Activity: Which of the lines in the data below contain the string "None"? Copy each of them.

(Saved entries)
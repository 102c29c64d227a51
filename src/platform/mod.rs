pub mod playback;
pub mod simulated;
pub mod timed_output;

use std::path::Path;
use std::time::Duration;

use anyhow::{Result, anyhow};

use crate::platform::playback::PlaybackVibrator;
use crate::platform::simulated::SimulatedMotor;
use crate::platform::timed_output::TimedOutputMotor;

pub const DEFAULT_TIMED_OUTPUT_PATH: &str = "/sys/class/timed_output/vibrator/enable";

#[derive(Copy, Clone, Debug, Eq, PartialEq)]
pub enum BackendKind {
    Auto,
    Simulated,
    TimedOutput,
}

/// The platform vibration capability. Patterns follow the
/// `[wait, vibrate, wait, vibrate, ...]` layout and start with a wait.
pub trait Vibrator: Send {
    fn vibrate(&mut self, duration_ms: u64) -> Result<()>;
    fn vibrate_pattern(&mut self, pattern_ms: &[u64], repeat: bool) -> Result<()>;
    /// Stops any running vibration. Never fails observably.
    fn cancel(&mut self);
    fn is_active(&self) -> bool;
    /// Blocks until playback ends or `timeout` elapses. Returns `true` when idle.
    fn wait_idle(&mut self, timeout: Option<Duration>) -> bool;
    fn label(&self) -> &'static str;
}

pub struct SelectedBackend {
    pub vibrator: Box<dyn Vibrator>,
    pub label: &'static str,
    pub hardware_backed: bool,
    pub fallback_reason: Option<String>,
}

pub fn select_backend(kind: BackendKind, timed_output_path: &Path) -> Result<SelectedBackend> {
    match kind {
        BackendKind::Simulated => Ok(simulated_backend(None)),
        BackendKind::TimedOutput => {
            let motor = TimedOutputMotor::try_new(timed_output_path)
                .map_err(|err| anyhow!("timed_output vibrator unavailable: {err}"))?;
            Ok(timed_output_backend(motor))
        }
        BackendKind::Auto => match TimedOutputMotor::try_new(timed_output_path) {
            Ok(motor) => Ok(timed_output_backend(motor)),
            Err(err) => Ok(simulated_backend(Some(format!(
                "Vibrator hardware not detected, using simulated motor: {err}"
            )))),
        },
    }
}

fn simulated_backend(fallback_reason: Option<String>) -> SelectedBackend {
    let vibrator = PlaybackVibrator::new(SimulatedMotor::new());
    SelectedBackend {
        label: vibrator.label(),
        vibrator: Box::new(vibrator),
        hardware_backed: false,
        fallback_reason,
    }
}

fn timed_output_backend(motor: TimedOutputMotor) -> SelectedBackend {
    let vibrator = PlaybackVibrator::new(motor);
    SelectedBackend {
        label: vibrator.label(),
        vibrator: Box::new(vibrator),
        hardware_backed: true,
        fallback_reason: None,
    }
}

Answer:
        BackendKind::Simulated => Ok(simulated_backend(None)),
        fallback_reason: None,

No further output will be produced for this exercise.